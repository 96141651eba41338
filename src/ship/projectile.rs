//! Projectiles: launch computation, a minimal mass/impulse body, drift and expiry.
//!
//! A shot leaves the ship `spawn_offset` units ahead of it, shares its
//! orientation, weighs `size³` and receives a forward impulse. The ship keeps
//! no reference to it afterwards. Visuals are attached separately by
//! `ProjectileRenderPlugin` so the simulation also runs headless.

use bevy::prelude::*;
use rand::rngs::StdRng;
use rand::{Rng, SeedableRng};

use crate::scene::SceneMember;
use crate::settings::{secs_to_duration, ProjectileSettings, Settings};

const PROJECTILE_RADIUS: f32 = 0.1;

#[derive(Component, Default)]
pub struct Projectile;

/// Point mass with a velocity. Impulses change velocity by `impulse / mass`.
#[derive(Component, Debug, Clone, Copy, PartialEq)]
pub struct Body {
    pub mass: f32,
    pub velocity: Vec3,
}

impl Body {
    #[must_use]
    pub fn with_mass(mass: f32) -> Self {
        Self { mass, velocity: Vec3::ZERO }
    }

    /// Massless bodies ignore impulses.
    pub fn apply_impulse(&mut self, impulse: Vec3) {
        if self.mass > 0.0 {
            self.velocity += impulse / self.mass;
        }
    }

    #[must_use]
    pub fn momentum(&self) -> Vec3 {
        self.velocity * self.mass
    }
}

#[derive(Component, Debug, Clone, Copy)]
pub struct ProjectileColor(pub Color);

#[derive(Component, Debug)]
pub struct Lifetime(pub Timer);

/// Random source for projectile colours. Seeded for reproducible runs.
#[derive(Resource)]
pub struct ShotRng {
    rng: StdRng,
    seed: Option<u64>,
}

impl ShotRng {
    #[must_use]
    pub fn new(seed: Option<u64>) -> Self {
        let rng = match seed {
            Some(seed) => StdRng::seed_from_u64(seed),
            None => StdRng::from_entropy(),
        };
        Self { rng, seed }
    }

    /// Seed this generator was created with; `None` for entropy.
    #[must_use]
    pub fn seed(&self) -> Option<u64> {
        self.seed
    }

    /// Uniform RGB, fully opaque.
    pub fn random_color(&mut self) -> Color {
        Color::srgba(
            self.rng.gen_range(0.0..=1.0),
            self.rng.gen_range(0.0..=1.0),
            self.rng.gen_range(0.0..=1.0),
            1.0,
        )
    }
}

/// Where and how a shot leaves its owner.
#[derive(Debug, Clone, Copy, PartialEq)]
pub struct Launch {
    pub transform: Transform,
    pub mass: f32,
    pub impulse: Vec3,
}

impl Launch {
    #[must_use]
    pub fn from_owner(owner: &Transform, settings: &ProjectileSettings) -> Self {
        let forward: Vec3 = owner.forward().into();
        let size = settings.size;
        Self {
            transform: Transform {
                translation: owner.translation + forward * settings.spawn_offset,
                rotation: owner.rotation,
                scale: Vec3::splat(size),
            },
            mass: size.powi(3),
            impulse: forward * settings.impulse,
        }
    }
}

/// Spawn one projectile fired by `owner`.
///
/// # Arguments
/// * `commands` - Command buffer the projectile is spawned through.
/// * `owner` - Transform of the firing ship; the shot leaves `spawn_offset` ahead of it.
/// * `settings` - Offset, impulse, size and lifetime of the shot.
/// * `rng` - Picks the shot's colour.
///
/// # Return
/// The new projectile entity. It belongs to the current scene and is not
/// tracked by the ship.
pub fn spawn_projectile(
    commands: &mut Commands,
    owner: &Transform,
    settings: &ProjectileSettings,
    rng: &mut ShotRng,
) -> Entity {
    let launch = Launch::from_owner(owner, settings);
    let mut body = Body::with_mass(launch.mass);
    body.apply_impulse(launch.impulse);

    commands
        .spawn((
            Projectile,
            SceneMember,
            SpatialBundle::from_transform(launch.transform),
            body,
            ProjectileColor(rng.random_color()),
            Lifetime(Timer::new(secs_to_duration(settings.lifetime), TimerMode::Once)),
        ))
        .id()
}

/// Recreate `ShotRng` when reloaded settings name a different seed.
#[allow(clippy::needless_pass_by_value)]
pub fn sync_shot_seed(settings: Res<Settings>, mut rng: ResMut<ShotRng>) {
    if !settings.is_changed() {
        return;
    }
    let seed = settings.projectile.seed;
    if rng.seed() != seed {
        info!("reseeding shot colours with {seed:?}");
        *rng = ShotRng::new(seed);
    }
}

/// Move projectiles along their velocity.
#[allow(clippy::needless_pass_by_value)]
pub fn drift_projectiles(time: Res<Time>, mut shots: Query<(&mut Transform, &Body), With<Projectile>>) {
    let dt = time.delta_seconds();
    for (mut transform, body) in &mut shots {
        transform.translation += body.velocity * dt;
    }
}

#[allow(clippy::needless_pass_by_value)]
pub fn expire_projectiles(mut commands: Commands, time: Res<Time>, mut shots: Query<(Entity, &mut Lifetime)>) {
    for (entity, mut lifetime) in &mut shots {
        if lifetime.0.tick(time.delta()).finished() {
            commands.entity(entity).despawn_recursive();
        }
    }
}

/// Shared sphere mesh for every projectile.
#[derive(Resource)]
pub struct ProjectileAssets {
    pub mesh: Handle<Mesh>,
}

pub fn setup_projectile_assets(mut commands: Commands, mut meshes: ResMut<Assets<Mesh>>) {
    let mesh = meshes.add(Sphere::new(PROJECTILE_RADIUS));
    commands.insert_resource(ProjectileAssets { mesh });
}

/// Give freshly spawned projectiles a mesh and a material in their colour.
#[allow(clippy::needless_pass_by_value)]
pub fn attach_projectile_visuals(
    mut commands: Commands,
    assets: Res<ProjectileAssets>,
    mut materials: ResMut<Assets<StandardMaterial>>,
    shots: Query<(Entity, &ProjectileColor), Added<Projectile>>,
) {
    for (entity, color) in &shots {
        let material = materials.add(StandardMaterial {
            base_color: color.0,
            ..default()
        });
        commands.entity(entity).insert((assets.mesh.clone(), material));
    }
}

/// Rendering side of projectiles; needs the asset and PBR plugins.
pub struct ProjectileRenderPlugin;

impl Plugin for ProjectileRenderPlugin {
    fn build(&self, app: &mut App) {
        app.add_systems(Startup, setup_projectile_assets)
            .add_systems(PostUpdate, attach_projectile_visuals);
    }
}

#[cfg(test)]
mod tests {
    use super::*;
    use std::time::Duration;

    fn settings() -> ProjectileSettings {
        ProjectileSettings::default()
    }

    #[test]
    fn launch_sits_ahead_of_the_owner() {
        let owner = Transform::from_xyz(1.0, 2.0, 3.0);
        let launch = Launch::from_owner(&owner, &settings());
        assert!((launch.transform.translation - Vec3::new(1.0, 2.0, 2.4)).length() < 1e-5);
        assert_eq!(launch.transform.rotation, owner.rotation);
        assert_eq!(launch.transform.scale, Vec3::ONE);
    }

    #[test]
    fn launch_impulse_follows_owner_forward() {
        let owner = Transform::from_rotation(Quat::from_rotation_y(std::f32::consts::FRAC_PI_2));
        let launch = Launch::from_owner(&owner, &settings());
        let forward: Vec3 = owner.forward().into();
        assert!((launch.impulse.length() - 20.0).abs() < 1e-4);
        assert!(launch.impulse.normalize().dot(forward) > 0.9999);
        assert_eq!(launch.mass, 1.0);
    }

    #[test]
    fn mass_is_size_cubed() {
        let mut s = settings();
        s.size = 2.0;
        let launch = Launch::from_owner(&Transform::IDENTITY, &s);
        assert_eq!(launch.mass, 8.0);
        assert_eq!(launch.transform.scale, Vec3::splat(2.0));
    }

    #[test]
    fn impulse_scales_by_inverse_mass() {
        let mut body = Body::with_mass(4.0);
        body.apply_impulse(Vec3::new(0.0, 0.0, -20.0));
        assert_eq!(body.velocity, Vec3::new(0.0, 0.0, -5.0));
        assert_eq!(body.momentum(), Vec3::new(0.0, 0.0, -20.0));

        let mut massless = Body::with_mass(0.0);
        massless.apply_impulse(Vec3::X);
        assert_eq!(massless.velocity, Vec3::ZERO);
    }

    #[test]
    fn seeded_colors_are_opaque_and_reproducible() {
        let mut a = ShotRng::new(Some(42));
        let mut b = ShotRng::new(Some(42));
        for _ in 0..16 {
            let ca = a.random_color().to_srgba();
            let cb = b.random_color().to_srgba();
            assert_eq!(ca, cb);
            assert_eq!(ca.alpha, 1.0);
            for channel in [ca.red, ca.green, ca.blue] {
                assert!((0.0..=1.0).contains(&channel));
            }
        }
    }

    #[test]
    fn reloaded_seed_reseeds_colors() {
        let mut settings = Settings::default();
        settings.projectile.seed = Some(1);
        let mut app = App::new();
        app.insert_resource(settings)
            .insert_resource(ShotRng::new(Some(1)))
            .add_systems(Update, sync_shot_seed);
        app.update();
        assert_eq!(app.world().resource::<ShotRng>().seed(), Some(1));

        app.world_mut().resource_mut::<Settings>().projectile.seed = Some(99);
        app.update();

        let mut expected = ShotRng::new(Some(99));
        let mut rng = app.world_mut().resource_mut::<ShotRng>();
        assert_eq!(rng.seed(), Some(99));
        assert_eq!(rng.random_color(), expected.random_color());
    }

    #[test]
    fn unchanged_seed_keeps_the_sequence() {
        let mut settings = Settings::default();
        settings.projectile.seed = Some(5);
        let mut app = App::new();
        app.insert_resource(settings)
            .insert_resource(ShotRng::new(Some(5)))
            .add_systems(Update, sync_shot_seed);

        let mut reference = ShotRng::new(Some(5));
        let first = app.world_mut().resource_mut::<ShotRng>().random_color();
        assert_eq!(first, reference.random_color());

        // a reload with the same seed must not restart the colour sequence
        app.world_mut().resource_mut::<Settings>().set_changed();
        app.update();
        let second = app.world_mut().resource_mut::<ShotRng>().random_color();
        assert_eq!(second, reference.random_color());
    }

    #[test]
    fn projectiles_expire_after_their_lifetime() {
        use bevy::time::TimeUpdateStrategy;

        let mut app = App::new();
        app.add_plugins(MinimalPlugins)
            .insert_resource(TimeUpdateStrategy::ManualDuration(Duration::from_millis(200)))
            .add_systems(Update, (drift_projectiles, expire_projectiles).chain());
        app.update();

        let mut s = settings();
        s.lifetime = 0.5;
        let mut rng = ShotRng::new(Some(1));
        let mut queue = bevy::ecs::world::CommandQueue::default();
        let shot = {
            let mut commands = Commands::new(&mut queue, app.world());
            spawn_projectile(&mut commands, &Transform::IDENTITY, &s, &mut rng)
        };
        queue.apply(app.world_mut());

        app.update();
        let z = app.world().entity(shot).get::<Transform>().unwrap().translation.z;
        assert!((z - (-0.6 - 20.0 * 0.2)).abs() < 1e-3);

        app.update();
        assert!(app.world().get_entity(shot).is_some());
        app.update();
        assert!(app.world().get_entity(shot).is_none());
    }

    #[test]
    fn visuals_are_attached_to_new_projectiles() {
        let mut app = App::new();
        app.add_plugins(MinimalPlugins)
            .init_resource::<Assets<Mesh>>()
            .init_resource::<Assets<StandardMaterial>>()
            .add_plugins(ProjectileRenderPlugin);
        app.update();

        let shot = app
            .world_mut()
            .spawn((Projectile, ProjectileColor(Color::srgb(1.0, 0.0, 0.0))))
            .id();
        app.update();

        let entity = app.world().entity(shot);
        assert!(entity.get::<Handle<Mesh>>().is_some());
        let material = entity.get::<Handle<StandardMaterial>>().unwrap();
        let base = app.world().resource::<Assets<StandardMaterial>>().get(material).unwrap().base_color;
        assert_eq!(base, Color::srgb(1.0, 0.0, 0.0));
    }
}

*Try it*:
If a line comes after the one that contains "self.velocity += impulse", leave it out; return every line of the entries up to that point exactly, starting with the first, with that line included.

*Result below*:
repository 96141651eba41338
filename src/ship/projectile.rs
//! Projectiles: launch computation, a minimal mass/impulse body, drift and expiry.
//!
//! A shot leaves the ship `spawn_offset` units ahead of it, shares its
//! orientation, weighs `size³` and receives a forward impulse. The ship keeps
//! no reference to it afterwards. Visuals are attached separately by
//! `ProjectileRenderPlugin` so the simulation also runs headless.

use bevy::prelude::*;
use rand::rngs::StdRng;
use rand::{Rng, SeedableRng};

use crate::scene::SceneMember;
use crate::settings::{secs_to_duration, ProjectileSettings, Settings};

const PROJECTILE_RADIUS: f32 = 0.1;

#[derive(Component, Default)]
pub struct Projectile;

/// Point mass with a velocity. Impulses change velocity by `impulse / mass`.
#[derive(Component, Debug, Clone, Copy, PartialEq)]
pub struct Body {
    pub mass: f32,
    pub velocity: Vec3,
}

impl Body {
    #[must_use]
    pub fn with_mass(mass: f32) -> Self {
        Self { mass, velocity: Vec3::ZERO }
    }

    /// Massless bodies ignore impulses.
    pub fn apply_impulse(&mut self, impulse: Vec3) {
        if self.mass > 0.0 {
            self.velocity += impulse / self.mass;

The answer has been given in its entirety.